For a lot of people, this is the holy grail. I continue to believe that the reverse configuration makes more sense today, with Home Server running in a dedicated VM on a Media Center machine.

Maybe in 3-5 years Media Center will be written in such a way that it can run as a role on a server. But not today.

11 thoughts on “Media Center on Home Server? Still no go

  1. Something I truly believe is that MS have missed a trick with WHS.

    They should have shipped a super wizardised, AD “lite”. There’s plenty of features in AD and their server product line that would lend themselves perfectly to the home and could even address many of the complaints people have but aren’t aware of because they are usually hidden from them in the corporate world.

    I did a video explaining it a bit more here http://www.alphaxion.com/?p=61

    Oh, and if you’re looking for a good media centre app I recommend Mediaportal at http://www.team-mediaportal.com 🙂

    alphaxion

  2. but the only real purpose for SBS is to get your hands onto exchange. Also, as I said it would be feature reduced – no federation, limited number of computer and user accounts etc.

  3. Is there any reason supplied by MS why Media Center was not included in Home? That’s the one deal breaker for me.

  4. Ideally MS should take the concept of taking a crippled OS and calling it “home edition” out into the snowy tundra, strip it of its clothing and leave the drooling lobotomised cretin to the elements!

  5. Alphaxion, have you ever used Windows Home Server? Before you go flinging insults, you might want to actually look at it. I have both a Windows Server 2008 box and a Windows Home Server box here. Completely different beasts, and I like them both, a lot, for what they do.

  6. I have installed WHS using the copy I get in the MSDN subscription where I work – The insult was for the client OS’s they call “home” as in vista and XP – which are crippled, no other way to describe them.

    I’m sorry if I didn’t make that bit clear. I do like the start they have made with WHS but as I have said, I don’t think they went far enough with it. For all intents and purposes, WHS is nothing more than a backup and media serving box with a token “password sync” feature.

    And just to reiterate, I’m not asking them to implement full AD featureset, rather a reduced set of features – effectively user accounts and specifically the restrictions you can place on them using account settings (logon times being one big item), GPO’s and delegation in order to restrict kids from doing things before you believe them to be ready, roaming profiles, disk quota’s etc.

    I guess the major stumbling block is the very presence of home edition clients, which cannot be added to domain. Sadly, with the way home clients are built I don’t think there would be a way to produce an SP that could reintroduce the missing system components.

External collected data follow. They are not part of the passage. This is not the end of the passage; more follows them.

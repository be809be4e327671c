//! Sparse features of a derivation.
//!
//! Every sub-score is additive over source positions: translation features
//! (null markers, forward and reverse lexical scores), a one-hot suffix
//! feature, and a single permutation feature.

mod index;
mod vocabulary;

pub use index::FeatureIndex;
pub use vocabulary::SuffixVocabulary;

use std::collections::BTreeMap;

use crate::derivation::{is_monotone, Derivation, DerivationError};
use crate::settings::settings;
use crate::table::TranslationTable;

pub const TGT_NULL: &str = "tgt_null";
pub const FWD_SCORE: &str = "fwd_score";
pub const REV_SCORE: &str = "rev_score";
pub const MONOTONE: &str = "monotone";

/// Name of the one-hot feature for `suffix`.
pub fn suffix_feature(suffix: &str) -> String {
    format!("suffix_{suffix}")
}

/// Name of the feature that fires when `source` is left unaligned.
pub fn source_null_feature(source: &str) -> String {
    format!("src_null_{source}")
}

/// Feature name → value, ordered by name.
#[derive(Debug, Clone, Default, PartialEq)]
pub struct FeatureVector(BTreeMap<String, f64>);

impl FeatureVector {
    pub fn new() -> Self {
        Self::default()
    }

    /// Add `value` to the feature `name`.
    pub fn add(&mut self, name: impl Into<String>, value: f64) {
        *self.0.entry(name.into()).or_insert(0.0) += value;
    }

    pub fn merge(&mut self, other: FeatureVector) {
        for (name, value) in other.0 {
            self.add(name, value);
        }
    }

    pub fn get(&self, name: &str) -> f64 {
        self.0.get(name).copied().unwrap_or(0.0)
    }

    pub fn iter(&self) -> impl Iterator<Item = (&str, f64)> {
        self.0.iter().map(|(k, &v)| (k.as_str(), v))
    }

    pub fn names(&self) -> impl Iterator<Item = &str> {
        self.0.keys().map(String::as_str)
    }

    pub fn len(&self) -> usize {
        self.0.len()
    }

    pub fn is_empty(&self) -> bool {
        self.0.is_empty()
    }
}

impl FromIterator<(String, f64)> for FeatureVector {
    fn from_iter<I: IntoIterator<Item = (String, f64)>>(iter: I) -> Self {
        let mut v = Self::new();
        for (name, value) in iter {
            v.add(name, value);
        }
        v
    }
}

/// Maps derivations to feature vectors using a forward and a reverse table.
pub struct FeatureScorer<'a> {
    fwd: &'a dyn TranslationTable,
    rev: &'a dyn TranslationTable,
    oov_score: f64,
}

impl<'a> FeatureScorer<'a> {
    pub fn new(fwd: &'a dyn TranslationTable, rev: &'a dyn TranslationTable) -> Self {
        Self {
            fwd,
            rev,
            oov_score: settings().features.oov_score,
        }
    }

    pub fn with_oov_score(mut self, oov_score: f64) -> Self {
        self.oov_score = oov_score;
        self
    }

    pub fn forward_table(&self) -> &'a dyn TranslationTable {
        self.fwd
    }

    /// Table score of a pair, 0 when either side is empty, the OOV floor when unknown.
    pub fn lexical_score(&self, table: &dyn TranslationTable, source: &str, target: &str) -> f64 {
        if source.is_empty() || target.is_empty() {
            return 0.0;
        }
        table.score(source, target).unwrap_or(self.oov_score)
    }

    pub fn score_translation(&self, source: &str, target: &str) -> FeatureVector {
        let mut features = FeatureVector::new();
        let is_null = target.is_empty();
        features.add(TGT_NULL, if is_null { 1.0 } else { 0.0 });
        if is_null {
            features.add(source_null_feature(source), 1.0);
        }
        features.add(FWD_SCORE, self.lexical_score(self.fwd, source, target));
        features.add(REV_SCORE, self.lexical_score(self.rev, target, source));
        features
    }

    /// One-hot suffix identity. The stem does not influence the feature.
    pub fn score_suffix(&self, _translation: &str, suffix: &str) -> FeatureVector {
        let mut features = FeatureVector::new();
        features.add(suffix_feature(suffix), 1.0);
        features
    }

    pub fn score_permutation(&self, _source: &[String], permutation: &[usize]) -> FeatureVector {
        let mut features = FeatureVector::new();
        features.add(MONOTONE, if is_monotone(permutation) { 1.0 } else { 0.0 });
        features
    }

    /// Full feature vector of a derivation.
    pub fn score(
        &self,
        source: &[String],
        derivation: &Derivation,
    ) -> Result<FeatureVector, DerivationError> {
        derivation.validate(source.len())?;

        let mut features = self.score_permutation(source, &derivation.permutation);
        for (i, word) in source.iter().enumerate() {
            let translation = &derivation.translations[i];
            features.merge(self.score_translation(word, translation));
            features.merge(self.score_suffix(translation, &derivation.suffixes[i]));
        }

        debug_assert_eq!(
            features.get(TGT_NULL) as usize,
            source.len() - derivation.permutation.len()
        );
        debug_assert!({
            let fwd: f64 = derivation
                .permutation
                .iter()
                .map(|&i| self.lexical_score(self.fwd, &source[i], &derivation.translations[i]))
                .sum();
            (features.get(FWD_SCORE) - fwd).abs() < 1e-5
        });
        Ok(features)
    }
}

    Maybe this is exactly why AD is missing from WHS and I’ve pondered my way to the reason.

    Don’t think I’m merely picking up on buzz words, I have been a sysadmin for 9 years now and understand what you can do with AD and how it can benefit the average home.

  7. It still amazes me that Microsoft “can’t” bring Media Center to WHS! SageTV has had the ability to use WHS as a Media Center server for over a year now and it works great. Surely the company that brings us WHS in the first place could easily do it couldn’t they?

  8. Brent, they’ve been a little busy this year with a couple major bugs. Now that those are fixed, I have no doubt they are working on the best way to add this much-requested feature to the next edition.